(Work to be completed)
Give every entry again, exactly.

Collected data:
+===+

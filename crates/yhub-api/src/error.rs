use thiserror::Error;

/// Top-level error type for the `yhub-api` crate.
///
/// Covers every failure mode across the hub transport: authentication,
/// HTTP transport, protocol-level decoding (including JZON), and the
/// notification stream. `yhub-core` maps these into directory-level
/// diagnostics.
#[derive(Debug, Error)]
pub enum Error {
    // ── Authentication ──────────────────────────────────────────────
    /// Digest challenge could not be satisfied, callback signature was
    /// invalid, or the hub rejected the credentials.
    #[error("Authentication failed: {message}")]
    Authentication { message: String },

    // ── Transport ───────────────────────────────────────────────────
    /// HTTP transport error (connection refused, DNS failure, etc.)
    #[error("HTTP transport error: {0}")]
    Transport(#[from] reqwest::Error),

    /// URL parsing error.
    #[error("Invalid URL: {0}")]
    InvalidUrl(#[from] url::ParseError),

    /// Request exceeded the caller-supplied timeout.
    #[error("Request timed out after {timeout_ms}ms")]
    Timeout { timeout_ms: u64 },

    // ── Protocol ────────────────────────────────────────────────────
    /// The hub sent something structurally wrong: malformed JSON where
    /// JSON was required, a JZON diff that does not match its reference,
    /// or a notification batch without its position marker.
    #[error("Protocol error: {message}")]
    Protocol { message: String },

    /// JSON deserialization failed, with the raw body for debugging.
    #[error("Deserialization error: {message}")]
    Deserialization { message: String, body: String },

    // ── Directory ───────────────────────────────────────────────────
    /// A referenced serial is no longer resolvable through any hub.
    #[error("Device not found: {serial}")]
    DeviceNotFound { serial: String },

    /// The hub refuses state changes (write-protected).
    #[error("Hub is write-protected: {message}")]
    WriteProtected { message: String },
}

impl Error {
    pub(crate) fn protocol(message: impl Into<String>) -> Self {
        Self::Protocol {
            message: message.into(),
        }
    }

    /// Returns `true` if this is a transient error worth retrying.
    pub fn is_transient(&self) -> bool {
        match self {
            Self::Transport(e) => e.is_timeout() || e.is_connect(),
            Self::Timeout { .. } => true,
            _ => false,
        }
    }

    /// Returns `true` if this error indicates missing or rejected
    /// credentials (re-authenticating with different ones might resolve it).
    pub fn is_auth(&self) -> bool {
        matches!(self, Self::Authentication { .. })
    }

    /// Returns `true` for structural protocol failures (malformed JSON,
    /// JZON mismatch, missing notification marker).
    pub fn is_protocol(&self) -> bool {
        matches!(
            self,
            Self::Protocol { .. } | Self::Deserialization { .. }
        )
    }
}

+===+

(Exercise output)
filename crates/yhub-api/src/error.rs
use thiserror::Error;

/// Top-level error type for the `yhub-api` crate.
///
/// Covers every failure mode across the hub transport: authentication,
/// HTTP transport, protocol-level decoding (including JZON), and the
/// notification stream. `yhub-core` maps these into directory-level
/// diagnostics.
#[derive(Debug, Error)]
pub enum Error {
    // ── Authentication ──────────────────────────────────────────────
    /// Digest challenge could not be satisfied, callback signature was
    /// invalid, or the hub rejected the credentials.
    #[error("Authentication failed: {message}")]
    Authentication { message: String },

    // ── Transport ───────────────────────────────────────────────────
    /// HTTP transport error (connection refused, DNS failure, etc.)
    #[error("HTTP transport error: {0}")]
    Transport(#[from] reqwest::Error),

    /// URL parsing error.
    #[error("Invalid URL: {0}")]
    InvalidUrl(#[from] url::ParseError),

    /// Request exceeded the caller-supplied timeout.
    #[error("Request timed out after {timeout_ms}ms")]
    Timeout { timeout_ms: u64 },

    // ── Protocol ────────────────────────────────────────────────────
    /// The hub sent something structurally wrong: malformed JSON where
    /// JSON was required, a JZON diff that does not match its reference,
    /// or a notification batch without its position marker.
    #[error("Protocol error: {message}")]
    Protocol { message: String },

    /// JSON deserialization failed, with the raw body for debugging.
    #[error("Deserialization error: {message}")]
    Deserialization { message: String, body: String },

    // ── Directory ───────────────────────────────────────────────────
    /// A referenced serial is no longer resolvable through any hub.
    #[error("Device not found: {serial}")]
    DeviceNotFound { serial: String },

    /// The hub refuses state changes (write-protected).
    #[error("Hub is write-protected: {message}")]
    WriteProtected { message: String },
}

impl Error {
    pub(crate) fn protocol(message: impl Into<String>) -> Self {
        Self::Protocol {
            message: message.into(),
        }
    }

    /// Returns `true` if this is a transient error worth retrying.
    pub fn is_transient(&self) -> bool {
        match self {
            Self::Transport(e) => e.is_timeout() || e.is_connect(),
            Self::Timeout { .. } => true,
            _ => false,
        }
    }

    /// Returns `true` if this error indicates missing or rejected
    /// credentials (re-authenticating with different ones might resolve it).
    pub fn is_auth(&self) -> bool {
        matches!(self, Self::Authentication { .. })
    }

    /// Returns `true` for structural protocol failures (malformed JSON,
    /// JZON mismatch, missing notification marker).
    pub fn is_protocol(&self) -> bool {
        matches!(
            self,
            Self::Protocol { .. } | Self::Deserialization { .. }
        )
    }
}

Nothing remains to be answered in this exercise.